When scanning all of the genes in the human genome - rather than studying the virus - researchers found 273 protein-coding genes that HIV uses to infect cells and multiply.
Elledge said some of these genes could be used to provide the basis for new drugs to fight Aids.
"It should spur a lot of research [and provide] new and novel ideas about how to thwart this virus," Elledge said.
"Some drug companies have done these sorts of screens but they didn't make this information public."
Elledge said that any drugs that result from the study may be harder, perhaps even impossible, for the virus to develop resistance to.
HIV has only nine genes which it uses with 15 proteins to attach itself to an individual's cells and reproduce itself.
If the proteins that the virus needs to live and replicate are known, the virus can more easily be targeted and better treatment provided.
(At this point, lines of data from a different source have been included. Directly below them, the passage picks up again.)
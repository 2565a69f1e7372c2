//! Byte-accepting transport targets.
//!
//! A [`Sink`] is the end of the rendering pipeline: a console, a UART, a socket or a file.
//! Sinks may accept fewer bytes than offered; callers go through [`write_all`], which loops until every byte was
//! taken.

/// A transport target for rendered log output.
///
/// # Examples
///
/// ```rust
/// use veecle_log_output::Sink;
///
/// /// Accepts at most four bytes per call.
/// #[derive(Debug, Default)]
/// struct Narrow(Vec<u8>);
///
/// impl Sink for Narrow {
///     fn write(&mut self, bytes: &[u8]) -> usize {
///         let accepted = bytes.len().min(4);
///         self.0.extend_from_slice(&bytes[..accepted]);
///         accepted
///     }
/// }
///
/// let mut sink = Narrow::default();
/// veecle_log_output::sink::write_all(&mut sink, b"0123456789");
/// assert_eq!(sink.0, b"0123456789");
/// ```
pub trait Sink {
    /// Writes a prefix of `bytes` and returns how many bytes were accepted.
    ///
    /// Accepting zero bytes is allowed for a single call, but a sink that never accepts anything stalls
    /// [`write_all`] forever.
    fn write(&mut self, bytes: &[u8]) -> usize;
}

impl<S> Sink for &mut S
where
    S: Sink + ?Sized,
{
    fn write(&mut self, bytes: &[u8]) -> usize {
        (**self).write(bytes)
    }
}

/// Hands `bytes` to `sink` until all of them were accepted.
pub fn write_all<S>(sink: &mut S, mut bytes: &[u8])
where
    S: Sink + ?Sized,
{
    #[cfg(feature = "tracing")]
    let mut stalled = false;

    while !bytes.is_empty() {
        let accepted = sink.write(bytes).min(bytes.len());

        #[cfg(feature = "tracing")]
        if accepted == 0 && !stalled {
            stalled = true;
            tracing::warn!(pending = bytes.len(), "log sink accepted no bytes, retrying");
        }

        bytes = &bytes[accepted..];
    }
}

/// A [`Sink`] calling a closure, see [`from_fn`].
#[derive(Debug, Clone)]
pub struct FromFn<F>(F);

/// Creates a [`Sink`] from a closure returning the number of accepted bytes.
///
/// ```rust
/// use veecle_log_output::sink;
///
/// let mut uart = Vec::new();
/// let mut sink = sink::from_fn(|bytes: &[u8]| {
///     uart.extend_from_slice(bytes);
///     bytes.len()
/// });
/// sink::write_all(&mut sink, b"boot\r\n");
/// assert_eq!(uart, b"boot\r\n");
/// ```
pub fn from_fn<F>(write: F) -> FromFn<F>
where
    F: FnMut(&[u8]) -> usize,
{
    FromFn(write)
}

impl<F> Sink for FromFn<F>
where
    F: FnMut(&[u8]) -> usize,
{
    fn write(&mut self, bytes: &[u8]) -> usize {
        (self.0)(bytes)
    }
}

/// Captures output up to a fixed capacity.
///
/// Bytes beyond the capacity are accepted and discarded.
impl<const N: usize> Sink for heapless::Vec<u8, N> {
    fn write(&mut self, bytes: &[u8]) -> usize {
        let room = N - self.len();
        let stored = bytes.len().min(room);
        // Cannot fail, `stored` fits the remaining capacity.
        let _ = self.extend_from_slice(&bytes[..stored]);
        bytes.len()
    }
}

#[cfg(feature = "alloc")]
impl Sink for alloc::vec::Vec<u8> {
    fn write(&mut self, bytes: &[u8]) -> usize {
        self.extend_from_slice(bytes);
        bytes.len()
    }
}

/// Adapts an [`embedded_io::Write`] target such as a UART.
///
/// Transport errors drop the offered bytes, a logger never retries a failed transport.
#[derive(Debug)]
pub struct IoSink<W>(pub W);

impl<W> IoSink<W> {
    /// Returns the wrapped writer.
    pub fn into_inner(self) -> W {
        self.0
    }
}

impl<W> Sink for IoSink<W>
where
    W: embedded_io::Write,
{
    fn write(&mut self, bytes: &[u8]) -> usize {
        // this is a logger, ignore any errors writing
        self.0.write(bytes).unwrap_or(bytes.len())
    }
}

/// Adapts a [`std::io::Write`] target such as [`std::io::stderr`] or a file.
///
/// Transport errors drop the offered bytes, a logger never retries a failed transport.
#[cfg(feature = "std")]
#[derive(Debug)]
pub struct StdSink<W>(pub W);

#[cfg(feature = "std")]
impl<W> StdSink<W> {
    /// Returns the wrapped writer.
    pub fn into_inner(self) -> W {
        self.0
    }
}

#[cfg(feature = "std")]
impl<W> Sink for StdSink<W>
where
    W: std::io::Write,
{
    fn write(&mut self, bytes: &[u8]) -> usize {
        match self.0.write(bytes) {
            Ok(accepted) => accepted,
            Err(error) if error.kind() == std::io::ErrorKind::Interrupted => 0,
            // this is a logger, ignore any errors writing
            Err(_) => bytes.len(),
        }
    }
}
use core::cell::RefCell;

use critical_section::Mutex;

use crate::{Entry, FormatFlags, LogOutput, Record, Sink, SourceNames};

/// A [`LogOutput`] that can be shared between contexts, for example placed in a `static`.
///
/// Every record is rendered inside a critical section, so records never interleave in the sink.
/// The `critical-section` implementation must be provided by the application.
///
/// Records emitted while the same output is already rendering (for example from a payload decoder that logs) are
/// dropped.
///
/// # Examples
///
/// ```rust
/// use veecle_log_output::{Entry, FormatFlags, Level, SharedLogOutput};
///
/// static OUTPUT: SharedLogOutput<heapless::Vec<u8, 128>, 32> = SharedLogOutput::buffered(heapless::Vec::new());
///
/// OUTPUT.process(&Entry::new(Level::Warning, 0).payload(&"low battery"), FormatFlags::LEVEL);
///
/// OUTPUT.lock(|output| assert_eq!(output.sink().as_slice(), b"<wrn> low battery\r\n"));
/// ```
#[derive(Debug)]
pub struct SharedLogOutput<S, const N: usize> {
    inner: Mutex<RefCell<LogOutput<S, N>>>,
}

impl<S, const N: usize> SharedLogOutput<S, N> {
    /// Wraps an existing output.
    pub const fn new(output: LogOutput<S, N>) -> Self {
        Self {
            inner: Mutex::new(RefCell::new(output)),
        }
    }

    /// Creates a shared output buffering each record, see [`LogOutput::buffered`].
    pub const fn buffered(sink: S) -> Self {
        Self::new(LogOutput::buffered(sink))
    }

    /// Creates a shared output writing every byte straight to `sink`, see [`LogOutput::immediate`].
    pub const fn immediate(sink: S) -> Self {
        Self::new(LogOutput::immediate(sink))
    }

    /// Runs `f` with exclusive access to the output.
    ///
    /// Returns `None` if the output is already in use by the current context.
    pub fn lock<R>(&self, f: impl FnOnce(&mut LogOutput<S, N>) -> R) -> Option<R> {
        critical_section::with(|cs| {
            let Ok(mut output) = self.inner.borrow(cs).try_borrow_mut() else {
                #[cfg(feature = "tracing")]
                tracing::warn!("log output is already rendering a record");
                return None;
            };
            Some(f(&mut *output))
        })
    }

    /// Returns the inner output.
    pub fn into_inner(self) -> LogOutput<S, N> {
        self.inner.into_inner().into_inner()
    }
}

impl<S, const N: usize> SharedLogOutput<S, N>
where
    S: Sink,
{
    /// Renders `entry`, see [`LogOutput::process`].
    pub fn process(&self, entry: &Entry<'_>, flags: FormatFlags) {
        self.lock(|output| output.process(entry, flags));
    }

    /// Renders a record of the log store, see [`LogOutput::process_record`].
    pub fn process_record<R, T>(&self, record: &R, names: &T, flags: FormatFlags)
    where
        R: Record + ?Sized,
        T: SourceNames + ?Sized,
    {
        self.lock(|output| output.process_record(record, names, flags));
    }

    /// Writes a dropped messages notice, see [`LogOutput::report_dropped`].
    pub fn report_dropped(&self, count: u32) {
        self.lock(|output| output.report_dropped(count));
    }
}
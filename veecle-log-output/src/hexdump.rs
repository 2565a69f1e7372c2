//! Hex and ASCII rendering of raw record data.
//!
//! Every line starts on a new line indented by the header length of the record, followed by 16 hex slots and
//! the same 16 bytes as ASCII:
//!
//! ```text
//! [00:00:01.000,000] <inf> app: frame
//!                               00 01 02 03 04 05 06 07  08 09 0a 0b 0c 0d 0e 0f |........ ........
//!                               48 65 6c 6c 6f                                   |Hello
//! ```

use core::fmt;

use crate::FormatFlags;
use crate::buffer::print;
use crate::prefix::newline;

/// Number of bytes rendered per line.
pub const BYTES_PER_LINE: usize = 16;

/// Renders `data` as hexdump lines indented by `margin` spaces.
///
/// Each line is preceded by the newline selected by `flags`; nothing is rendered for empty `data`.
pub fn render<W>(out: &mut W, data: &[u8], margin: usize, flags: FormatFlags)
where
    W: fmt::Write + ?Sized,
{
    for chunk in data.chunks(BYTES_PER_LINE) {
        line(out, chunk, margin, flags);
    }
}

/// Renders a single line of up to [`BYTES_PER_LINE`] bytes.
pub fn line<W>(out: &mut W, chunk: &[u8], margin: usize, flags: FormatFlags)
where
    W: fmt::Write + ?Sized,
{
    debug_assert!(chunk.len() <= BYTES_PER_LINE);

    newline(out, flags);

    print(out, format_args!("{:margin$}", ""));

    for slot in 0..BYTES_PER_LINE {
        if slot > 0 && slot % 8 == 0 {
            print(out, format_args!(" "));
        }

        match chunk.get(slot) {
            Some(byte) => print(out, format_args!("{byte:02x} ")),
            None => print(out, format_args!("   ")),
        };
    }

    print(out, format_args!("|"));

    for slot in 0..BYTES_PER_LINE {
        if slot > 0 && slot % 8 == 0 {
            print(out, format_args!(" "));
        }

        let character = match chunk.get(slot) {
            Some(&byte) if is_printable(byte) => char::from(byte),
            Some(_) => '.',
            None => ' ',
        };
        print(out, format_args!("{character}"));
    }
}

/// Matches the C locale `isprint`.
fn is_printable(byte: u8) -> bool {
    byte.is_ascii_graphic() || byte == b' '
}

#[cfg(test)]
mod tests {
    use std::format;
    use std::string::String;
    use std::vec::Vec;

    use super::{BYTES_PER_LINE, line, render};
    use crate::FormatFlags;
    use pretty_assertions::assert_eq;

    fn dump(data: &[u8], margin: usize, flags: FormatFlags) -> String {
        let mut out = String::new();
        render(&mut out, data, margin, flags);
        out
    }

    #[test]
    fn full_and_partial_lines() {
        let data: Vec<u8> = (0x40..0x55).collect();

        let out = dump(&data, 2, FormatFlags::CRLF_LFONLY);

        assert_eq!(
            out,
            format!(
                "\n  40 41 42 43 44 45 46 47  48 49 4a 4b 4c 4d 4e 4f |@ABCDEFG HIJKLMNO\
                 \n  50 51 52 53 54 {:34}|PQRST{:12}",
                "", ""
            )
        );
    }

    #[test]
    fn non_printable_bytes() {
        let mut out = String::new();

        line(&mut out, b"a\x00 \x7f\xff~", 0, FormatFlags::CRLF_NONE);

        assert_eq!(out, format!("61 00 20 7f ff 7e {:31}|a. ..~{:11}", "", ""));
    }

    #[test]
    fn line_count() {
        for length in 0..=64usize {
            let data: Vec<u8> = (0..length).map(|byte| byte as u8).collect();

            let out = dump(&data, 0, FormatFlags::CRLF_LFONLY);

            assert_eq!(
                out.matches('\n').count(),
                length.div_ceil(BYTES_PER_LINE),
                "length {length}"
            );
        }
    }

    #[test]
    fn every_byte_once_in_its_slot() {
        let data: Vec<u8> = (0..=255).collect();

        let out = dump(&data, 3, FormatFlags::CRLF_LFONLY);

        let lines: Vec<&str> = out.split('\n').skip(1).collect();
        assert_eq!(lines.len(), 16);
        for (index, line) in lines.iter().enumerate() {
            let (hex, ascii) = line.split_once('|').unwrap();
            assert!(hex.starts_with("   "));

            let hex: Vec<u8> = hex
                .split_whitespace()
                .map(|byte| u8::from_str_radix(byte, 16).unwrap())
                .collect();
            let expected: Vec<u8> = (index * 16..index * 16 + 16).map(|byte| byte as u8).collect();
            assert_eq!(hex, expected);

            let ascii: Vec<char> = ascii.chars().collect();
            assert_eq!(ascii.len(), 17);
            for (slot, byte) in expected.iter().enumerate() {
                // Skip the separator column after the eighth slot.
                let column = if slot < 8 { slot } else { slot + 1 };
                let expected = if byte.is_ascii_graphic() || *byte == b' ' {
                    char::from(*byte)
                } else {
                    '.'
                };
                assert_eq!(ascii[column], expected, "byte {byte:#04x}");
            }
        }
    }
}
Dr Robert Gallo, a co-discoverer of the Aids virus, told Al Jazeera: "You can't predict which one of those avenues will pay off better more than another.
"What you can say is, many more ideas are added to possible new forms of therapy for the future."
The HIV drugs currently available - of which there are about 20 - attempt to work at various stages of the process of the virus attaching to cells and replicating.
However, they cannot completely eliminate the virus, which eventually develops resistance to drugs. Therefore, there is no cure for HIV as yet.